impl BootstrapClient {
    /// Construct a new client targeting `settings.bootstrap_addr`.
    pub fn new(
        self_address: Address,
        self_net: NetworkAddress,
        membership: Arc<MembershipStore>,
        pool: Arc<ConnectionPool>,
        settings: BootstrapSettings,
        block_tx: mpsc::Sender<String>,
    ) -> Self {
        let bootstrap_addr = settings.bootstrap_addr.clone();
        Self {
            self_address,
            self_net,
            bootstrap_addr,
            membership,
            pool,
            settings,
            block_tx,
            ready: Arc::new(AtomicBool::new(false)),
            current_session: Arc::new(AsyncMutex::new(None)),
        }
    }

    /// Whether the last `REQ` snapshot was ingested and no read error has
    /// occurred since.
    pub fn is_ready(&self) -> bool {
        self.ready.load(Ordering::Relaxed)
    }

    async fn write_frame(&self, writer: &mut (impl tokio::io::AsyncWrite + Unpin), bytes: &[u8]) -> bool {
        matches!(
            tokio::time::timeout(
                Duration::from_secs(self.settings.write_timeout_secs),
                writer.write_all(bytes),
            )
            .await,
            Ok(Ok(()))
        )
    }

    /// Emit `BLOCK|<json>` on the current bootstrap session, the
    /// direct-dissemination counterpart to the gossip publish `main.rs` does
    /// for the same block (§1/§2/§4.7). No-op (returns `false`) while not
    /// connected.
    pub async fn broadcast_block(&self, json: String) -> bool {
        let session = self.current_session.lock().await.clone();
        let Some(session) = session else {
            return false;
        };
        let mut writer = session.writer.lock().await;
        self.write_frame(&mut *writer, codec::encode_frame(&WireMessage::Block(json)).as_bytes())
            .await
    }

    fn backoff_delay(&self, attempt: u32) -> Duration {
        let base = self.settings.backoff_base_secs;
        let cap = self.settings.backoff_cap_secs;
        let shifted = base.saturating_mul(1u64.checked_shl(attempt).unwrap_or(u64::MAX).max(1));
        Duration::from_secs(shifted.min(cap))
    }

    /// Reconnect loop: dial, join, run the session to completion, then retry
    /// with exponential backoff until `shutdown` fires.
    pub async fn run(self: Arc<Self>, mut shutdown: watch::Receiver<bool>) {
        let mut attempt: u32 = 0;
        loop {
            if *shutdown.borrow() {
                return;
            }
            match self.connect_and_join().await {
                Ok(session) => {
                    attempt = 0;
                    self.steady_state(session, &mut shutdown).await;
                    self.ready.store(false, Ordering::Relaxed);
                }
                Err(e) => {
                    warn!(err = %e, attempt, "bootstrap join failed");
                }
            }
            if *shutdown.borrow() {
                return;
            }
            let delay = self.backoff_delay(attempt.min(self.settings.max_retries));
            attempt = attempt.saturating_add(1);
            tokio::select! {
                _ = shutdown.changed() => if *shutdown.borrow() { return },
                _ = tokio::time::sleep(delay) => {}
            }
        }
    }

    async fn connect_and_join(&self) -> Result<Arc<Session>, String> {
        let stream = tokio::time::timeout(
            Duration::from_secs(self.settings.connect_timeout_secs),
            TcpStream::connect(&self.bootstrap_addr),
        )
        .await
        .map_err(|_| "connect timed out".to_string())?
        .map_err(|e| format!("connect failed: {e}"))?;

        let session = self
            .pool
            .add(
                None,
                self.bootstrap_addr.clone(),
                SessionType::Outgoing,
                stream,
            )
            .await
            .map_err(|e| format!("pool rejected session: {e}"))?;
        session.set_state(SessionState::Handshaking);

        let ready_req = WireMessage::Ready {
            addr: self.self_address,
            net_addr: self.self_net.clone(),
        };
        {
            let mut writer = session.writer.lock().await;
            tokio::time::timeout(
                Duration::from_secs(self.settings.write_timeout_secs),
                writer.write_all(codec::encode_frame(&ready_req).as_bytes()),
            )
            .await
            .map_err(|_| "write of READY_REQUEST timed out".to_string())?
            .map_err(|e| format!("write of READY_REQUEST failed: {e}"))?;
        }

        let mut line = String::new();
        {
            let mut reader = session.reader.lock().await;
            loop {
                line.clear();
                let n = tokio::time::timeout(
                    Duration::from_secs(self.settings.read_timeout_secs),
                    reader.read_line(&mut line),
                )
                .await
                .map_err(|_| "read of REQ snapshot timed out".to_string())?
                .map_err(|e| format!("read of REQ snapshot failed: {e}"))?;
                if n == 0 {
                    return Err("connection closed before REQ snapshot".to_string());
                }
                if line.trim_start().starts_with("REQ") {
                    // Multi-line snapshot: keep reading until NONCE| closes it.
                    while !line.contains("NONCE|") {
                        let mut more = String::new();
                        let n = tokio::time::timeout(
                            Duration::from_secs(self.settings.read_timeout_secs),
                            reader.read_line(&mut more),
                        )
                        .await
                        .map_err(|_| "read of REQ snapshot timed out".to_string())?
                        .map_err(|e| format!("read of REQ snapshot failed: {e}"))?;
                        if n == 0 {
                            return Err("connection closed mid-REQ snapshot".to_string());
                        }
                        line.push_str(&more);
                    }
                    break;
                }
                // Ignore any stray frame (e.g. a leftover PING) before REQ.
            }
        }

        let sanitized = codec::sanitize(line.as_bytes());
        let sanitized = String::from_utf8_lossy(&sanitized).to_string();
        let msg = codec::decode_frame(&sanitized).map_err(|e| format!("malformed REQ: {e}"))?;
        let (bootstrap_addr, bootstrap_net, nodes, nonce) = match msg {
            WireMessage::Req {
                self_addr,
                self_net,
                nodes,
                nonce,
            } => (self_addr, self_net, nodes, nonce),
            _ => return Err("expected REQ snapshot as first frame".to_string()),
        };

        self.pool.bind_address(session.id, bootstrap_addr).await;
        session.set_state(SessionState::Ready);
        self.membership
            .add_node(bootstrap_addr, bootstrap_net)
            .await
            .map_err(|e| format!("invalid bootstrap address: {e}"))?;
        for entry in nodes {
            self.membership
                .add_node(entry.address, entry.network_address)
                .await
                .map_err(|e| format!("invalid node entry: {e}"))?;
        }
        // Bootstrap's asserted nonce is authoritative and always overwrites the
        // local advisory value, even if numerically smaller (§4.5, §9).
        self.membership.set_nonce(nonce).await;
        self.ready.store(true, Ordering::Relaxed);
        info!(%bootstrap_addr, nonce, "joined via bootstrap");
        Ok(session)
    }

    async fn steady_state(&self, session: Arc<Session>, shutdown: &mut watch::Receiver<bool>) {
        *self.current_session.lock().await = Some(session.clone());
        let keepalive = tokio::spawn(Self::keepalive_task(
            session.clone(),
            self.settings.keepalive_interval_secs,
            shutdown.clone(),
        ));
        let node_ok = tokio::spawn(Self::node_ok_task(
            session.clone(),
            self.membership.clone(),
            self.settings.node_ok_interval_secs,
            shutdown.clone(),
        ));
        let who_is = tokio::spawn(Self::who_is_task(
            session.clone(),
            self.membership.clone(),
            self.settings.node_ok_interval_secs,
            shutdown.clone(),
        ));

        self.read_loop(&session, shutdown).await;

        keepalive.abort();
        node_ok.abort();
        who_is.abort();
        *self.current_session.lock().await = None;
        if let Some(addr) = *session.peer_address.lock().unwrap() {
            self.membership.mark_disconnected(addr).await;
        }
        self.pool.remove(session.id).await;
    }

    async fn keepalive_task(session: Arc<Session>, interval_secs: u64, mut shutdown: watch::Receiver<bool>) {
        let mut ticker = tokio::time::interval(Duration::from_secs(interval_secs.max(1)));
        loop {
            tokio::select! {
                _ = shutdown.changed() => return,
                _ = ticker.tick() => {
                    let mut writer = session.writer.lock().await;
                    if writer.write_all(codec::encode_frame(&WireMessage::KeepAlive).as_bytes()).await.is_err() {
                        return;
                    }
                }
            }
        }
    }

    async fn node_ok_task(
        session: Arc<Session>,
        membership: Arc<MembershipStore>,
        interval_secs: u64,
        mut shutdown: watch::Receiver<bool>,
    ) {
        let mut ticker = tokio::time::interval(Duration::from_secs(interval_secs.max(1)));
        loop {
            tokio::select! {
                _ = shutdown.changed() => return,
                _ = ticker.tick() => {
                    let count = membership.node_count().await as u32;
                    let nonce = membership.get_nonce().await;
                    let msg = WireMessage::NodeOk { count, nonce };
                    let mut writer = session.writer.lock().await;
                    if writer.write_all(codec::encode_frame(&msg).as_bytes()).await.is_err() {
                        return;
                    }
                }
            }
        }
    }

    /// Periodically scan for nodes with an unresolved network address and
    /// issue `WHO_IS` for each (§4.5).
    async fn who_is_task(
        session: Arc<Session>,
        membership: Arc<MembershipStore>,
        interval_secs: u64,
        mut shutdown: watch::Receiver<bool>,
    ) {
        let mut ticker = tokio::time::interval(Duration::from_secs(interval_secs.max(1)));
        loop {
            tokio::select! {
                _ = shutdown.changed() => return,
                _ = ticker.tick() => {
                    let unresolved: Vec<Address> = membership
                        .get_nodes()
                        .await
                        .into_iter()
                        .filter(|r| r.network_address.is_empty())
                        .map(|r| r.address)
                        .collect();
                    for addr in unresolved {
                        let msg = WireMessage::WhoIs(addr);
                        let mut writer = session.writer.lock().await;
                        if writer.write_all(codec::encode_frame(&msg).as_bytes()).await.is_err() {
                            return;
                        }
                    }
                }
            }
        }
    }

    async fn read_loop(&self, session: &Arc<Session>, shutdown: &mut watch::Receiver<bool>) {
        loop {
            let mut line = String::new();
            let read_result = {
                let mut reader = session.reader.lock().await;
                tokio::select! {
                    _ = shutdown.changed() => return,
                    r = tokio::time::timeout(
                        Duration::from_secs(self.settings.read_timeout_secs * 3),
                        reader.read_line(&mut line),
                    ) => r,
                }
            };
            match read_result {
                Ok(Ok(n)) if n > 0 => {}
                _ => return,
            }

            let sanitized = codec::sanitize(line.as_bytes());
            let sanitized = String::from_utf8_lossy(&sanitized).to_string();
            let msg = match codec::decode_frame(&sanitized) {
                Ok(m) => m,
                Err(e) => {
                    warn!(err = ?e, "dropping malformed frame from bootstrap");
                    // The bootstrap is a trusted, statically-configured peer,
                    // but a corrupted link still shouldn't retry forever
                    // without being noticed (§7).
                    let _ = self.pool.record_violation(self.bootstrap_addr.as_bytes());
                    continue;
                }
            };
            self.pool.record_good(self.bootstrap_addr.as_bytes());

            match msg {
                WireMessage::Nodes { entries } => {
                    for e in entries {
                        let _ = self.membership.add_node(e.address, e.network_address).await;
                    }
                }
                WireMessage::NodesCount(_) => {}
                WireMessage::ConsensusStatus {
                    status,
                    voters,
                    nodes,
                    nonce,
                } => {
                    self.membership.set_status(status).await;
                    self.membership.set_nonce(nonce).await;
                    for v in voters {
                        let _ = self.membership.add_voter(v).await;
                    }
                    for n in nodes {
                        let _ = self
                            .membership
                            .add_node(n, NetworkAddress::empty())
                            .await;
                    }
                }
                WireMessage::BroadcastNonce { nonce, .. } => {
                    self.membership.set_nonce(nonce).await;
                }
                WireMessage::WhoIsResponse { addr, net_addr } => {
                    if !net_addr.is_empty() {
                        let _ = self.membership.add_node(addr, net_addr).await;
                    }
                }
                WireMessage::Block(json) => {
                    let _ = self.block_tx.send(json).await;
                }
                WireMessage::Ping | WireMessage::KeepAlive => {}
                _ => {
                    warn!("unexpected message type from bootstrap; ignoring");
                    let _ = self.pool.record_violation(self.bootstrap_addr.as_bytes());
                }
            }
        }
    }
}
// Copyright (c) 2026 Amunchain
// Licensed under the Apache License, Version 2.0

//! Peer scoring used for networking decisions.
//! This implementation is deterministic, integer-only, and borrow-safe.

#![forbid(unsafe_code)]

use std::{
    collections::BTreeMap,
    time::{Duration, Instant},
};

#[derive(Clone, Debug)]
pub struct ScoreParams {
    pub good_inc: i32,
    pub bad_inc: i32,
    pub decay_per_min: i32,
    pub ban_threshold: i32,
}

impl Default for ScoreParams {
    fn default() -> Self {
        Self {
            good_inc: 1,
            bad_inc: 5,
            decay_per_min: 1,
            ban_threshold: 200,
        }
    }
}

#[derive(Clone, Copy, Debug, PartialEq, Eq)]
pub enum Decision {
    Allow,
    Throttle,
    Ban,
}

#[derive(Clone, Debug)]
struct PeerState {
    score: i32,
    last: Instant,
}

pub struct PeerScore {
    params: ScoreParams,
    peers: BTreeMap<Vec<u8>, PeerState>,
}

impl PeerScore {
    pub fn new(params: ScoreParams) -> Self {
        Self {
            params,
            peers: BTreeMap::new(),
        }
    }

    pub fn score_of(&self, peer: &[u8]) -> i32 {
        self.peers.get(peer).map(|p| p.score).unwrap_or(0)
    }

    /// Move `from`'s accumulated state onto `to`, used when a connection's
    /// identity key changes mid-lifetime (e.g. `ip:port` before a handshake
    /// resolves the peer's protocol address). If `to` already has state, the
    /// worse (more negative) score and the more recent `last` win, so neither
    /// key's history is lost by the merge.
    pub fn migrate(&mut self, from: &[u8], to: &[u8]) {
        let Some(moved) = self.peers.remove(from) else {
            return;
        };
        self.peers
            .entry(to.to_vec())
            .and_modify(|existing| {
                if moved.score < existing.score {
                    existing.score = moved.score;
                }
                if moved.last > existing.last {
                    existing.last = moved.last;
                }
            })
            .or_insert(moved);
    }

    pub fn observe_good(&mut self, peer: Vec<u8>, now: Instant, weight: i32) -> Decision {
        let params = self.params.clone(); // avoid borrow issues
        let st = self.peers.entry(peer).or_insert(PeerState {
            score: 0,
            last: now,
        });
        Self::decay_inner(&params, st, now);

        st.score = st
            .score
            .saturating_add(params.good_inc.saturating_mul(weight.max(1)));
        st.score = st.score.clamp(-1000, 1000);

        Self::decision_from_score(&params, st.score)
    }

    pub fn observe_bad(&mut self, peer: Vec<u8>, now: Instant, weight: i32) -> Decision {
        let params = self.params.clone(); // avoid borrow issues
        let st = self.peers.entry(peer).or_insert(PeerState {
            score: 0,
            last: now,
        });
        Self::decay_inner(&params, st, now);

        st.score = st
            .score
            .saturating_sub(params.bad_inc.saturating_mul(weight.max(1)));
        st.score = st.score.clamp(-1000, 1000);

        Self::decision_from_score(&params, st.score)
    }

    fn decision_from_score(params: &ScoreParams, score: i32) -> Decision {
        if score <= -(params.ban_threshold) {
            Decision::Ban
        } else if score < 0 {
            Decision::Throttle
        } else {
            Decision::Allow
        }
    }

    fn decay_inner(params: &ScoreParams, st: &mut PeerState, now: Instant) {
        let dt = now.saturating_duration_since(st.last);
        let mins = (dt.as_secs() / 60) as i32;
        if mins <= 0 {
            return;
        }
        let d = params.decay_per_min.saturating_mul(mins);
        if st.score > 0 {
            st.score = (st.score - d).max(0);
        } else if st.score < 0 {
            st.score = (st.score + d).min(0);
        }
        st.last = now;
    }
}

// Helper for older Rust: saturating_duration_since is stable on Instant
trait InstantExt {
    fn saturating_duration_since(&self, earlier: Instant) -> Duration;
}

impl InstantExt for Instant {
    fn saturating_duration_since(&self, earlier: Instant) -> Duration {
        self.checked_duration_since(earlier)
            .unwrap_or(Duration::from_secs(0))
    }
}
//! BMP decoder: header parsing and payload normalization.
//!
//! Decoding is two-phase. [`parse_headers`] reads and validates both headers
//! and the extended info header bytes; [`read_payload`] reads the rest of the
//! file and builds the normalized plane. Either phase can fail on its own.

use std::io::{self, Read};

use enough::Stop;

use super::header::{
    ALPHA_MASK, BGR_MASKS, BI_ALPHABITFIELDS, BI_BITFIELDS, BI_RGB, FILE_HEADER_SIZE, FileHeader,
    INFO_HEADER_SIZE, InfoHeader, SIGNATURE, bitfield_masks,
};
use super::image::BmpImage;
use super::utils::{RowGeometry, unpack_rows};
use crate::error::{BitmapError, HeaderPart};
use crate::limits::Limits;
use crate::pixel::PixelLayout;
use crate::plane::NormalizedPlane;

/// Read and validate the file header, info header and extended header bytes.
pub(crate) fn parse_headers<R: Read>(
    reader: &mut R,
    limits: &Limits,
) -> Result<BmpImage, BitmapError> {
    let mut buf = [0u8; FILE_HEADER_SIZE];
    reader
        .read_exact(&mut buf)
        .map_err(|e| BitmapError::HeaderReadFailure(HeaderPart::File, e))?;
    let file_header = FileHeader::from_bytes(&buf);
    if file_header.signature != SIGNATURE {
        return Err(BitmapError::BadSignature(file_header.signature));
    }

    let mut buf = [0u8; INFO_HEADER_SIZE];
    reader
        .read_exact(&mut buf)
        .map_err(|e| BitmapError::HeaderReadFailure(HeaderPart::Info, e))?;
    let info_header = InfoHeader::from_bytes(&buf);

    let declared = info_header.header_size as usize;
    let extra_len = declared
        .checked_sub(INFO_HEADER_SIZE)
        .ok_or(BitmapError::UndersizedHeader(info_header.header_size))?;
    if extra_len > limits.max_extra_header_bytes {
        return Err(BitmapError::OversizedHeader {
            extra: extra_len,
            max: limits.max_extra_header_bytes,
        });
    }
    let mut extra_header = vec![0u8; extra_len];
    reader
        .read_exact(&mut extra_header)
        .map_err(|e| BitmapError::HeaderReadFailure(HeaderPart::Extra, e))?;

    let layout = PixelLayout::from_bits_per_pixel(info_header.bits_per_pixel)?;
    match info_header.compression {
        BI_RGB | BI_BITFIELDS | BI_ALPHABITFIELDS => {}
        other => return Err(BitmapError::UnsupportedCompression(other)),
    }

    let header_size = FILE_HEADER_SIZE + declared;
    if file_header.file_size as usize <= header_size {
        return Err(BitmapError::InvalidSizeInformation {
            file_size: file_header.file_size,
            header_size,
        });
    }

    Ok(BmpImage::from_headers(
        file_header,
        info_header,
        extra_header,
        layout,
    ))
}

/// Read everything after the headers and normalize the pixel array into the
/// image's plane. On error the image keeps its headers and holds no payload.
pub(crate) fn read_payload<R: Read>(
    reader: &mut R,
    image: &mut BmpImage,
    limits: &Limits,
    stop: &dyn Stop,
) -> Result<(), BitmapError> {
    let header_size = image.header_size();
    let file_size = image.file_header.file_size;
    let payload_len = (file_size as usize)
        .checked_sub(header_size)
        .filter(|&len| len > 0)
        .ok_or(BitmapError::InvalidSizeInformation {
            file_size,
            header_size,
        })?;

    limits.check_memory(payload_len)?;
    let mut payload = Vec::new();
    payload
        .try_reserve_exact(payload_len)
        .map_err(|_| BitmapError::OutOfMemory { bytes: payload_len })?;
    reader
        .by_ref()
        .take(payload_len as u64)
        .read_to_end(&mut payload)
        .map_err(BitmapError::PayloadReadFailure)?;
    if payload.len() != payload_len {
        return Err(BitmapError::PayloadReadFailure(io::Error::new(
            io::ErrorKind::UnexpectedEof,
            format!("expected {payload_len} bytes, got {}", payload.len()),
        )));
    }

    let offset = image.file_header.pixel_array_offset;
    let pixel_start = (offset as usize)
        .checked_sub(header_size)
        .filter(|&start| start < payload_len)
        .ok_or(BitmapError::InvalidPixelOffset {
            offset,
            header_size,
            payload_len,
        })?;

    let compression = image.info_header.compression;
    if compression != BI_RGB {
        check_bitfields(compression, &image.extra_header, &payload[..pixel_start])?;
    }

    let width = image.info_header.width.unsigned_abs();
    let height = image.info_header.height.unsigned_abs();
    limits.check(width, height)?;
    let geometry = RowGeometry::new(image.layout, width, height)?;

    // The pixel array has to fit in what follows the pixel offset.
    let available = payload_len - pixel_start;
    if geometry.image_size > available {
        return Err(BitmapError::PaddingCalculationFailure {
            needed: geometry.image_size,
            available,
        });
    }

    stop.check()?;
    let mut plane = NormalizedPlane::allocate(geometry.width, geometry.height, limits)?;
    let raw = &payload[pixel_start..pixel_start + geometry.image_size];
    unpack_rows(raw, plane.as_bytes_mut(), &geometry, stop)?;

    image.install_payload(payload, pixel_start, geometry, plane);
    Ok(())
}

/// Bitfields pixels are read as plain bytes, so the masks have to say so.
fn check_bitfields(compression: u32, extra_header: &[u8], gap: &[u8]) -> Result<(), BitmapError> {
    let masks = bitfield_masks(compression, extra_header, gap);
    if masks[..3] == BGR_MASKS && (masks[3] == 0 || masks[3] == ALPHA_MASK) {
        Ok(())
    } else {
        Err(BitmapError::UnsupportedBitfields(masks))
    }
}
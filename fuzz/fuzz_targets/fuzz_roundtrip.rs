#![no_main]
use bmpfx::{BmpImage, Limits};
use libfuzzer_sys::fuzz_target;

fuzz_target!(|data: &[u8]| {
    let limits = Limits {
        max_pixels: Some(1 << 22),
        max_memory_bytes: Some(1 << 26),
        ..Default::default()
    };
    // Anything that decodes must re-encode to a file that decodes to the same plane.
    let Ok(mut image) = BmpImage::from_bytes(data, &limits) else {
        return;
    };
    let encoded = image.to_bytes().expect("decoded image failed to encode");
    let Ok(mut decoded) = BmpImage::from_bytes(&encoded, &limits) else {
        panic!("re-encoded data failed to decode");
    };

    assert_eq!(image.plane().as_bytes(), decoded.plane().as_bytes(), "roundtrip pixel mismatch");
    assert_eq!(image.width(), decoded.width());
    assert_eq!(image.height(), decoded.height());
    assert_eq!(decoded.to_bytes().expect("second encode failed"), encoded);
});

○ ○ ○ ○ ○ ○ ○

REQUIRED ACTION: From the material above, report how many lines contain the word "extended", giving only the number.

EXERCISE SOLUTION: 2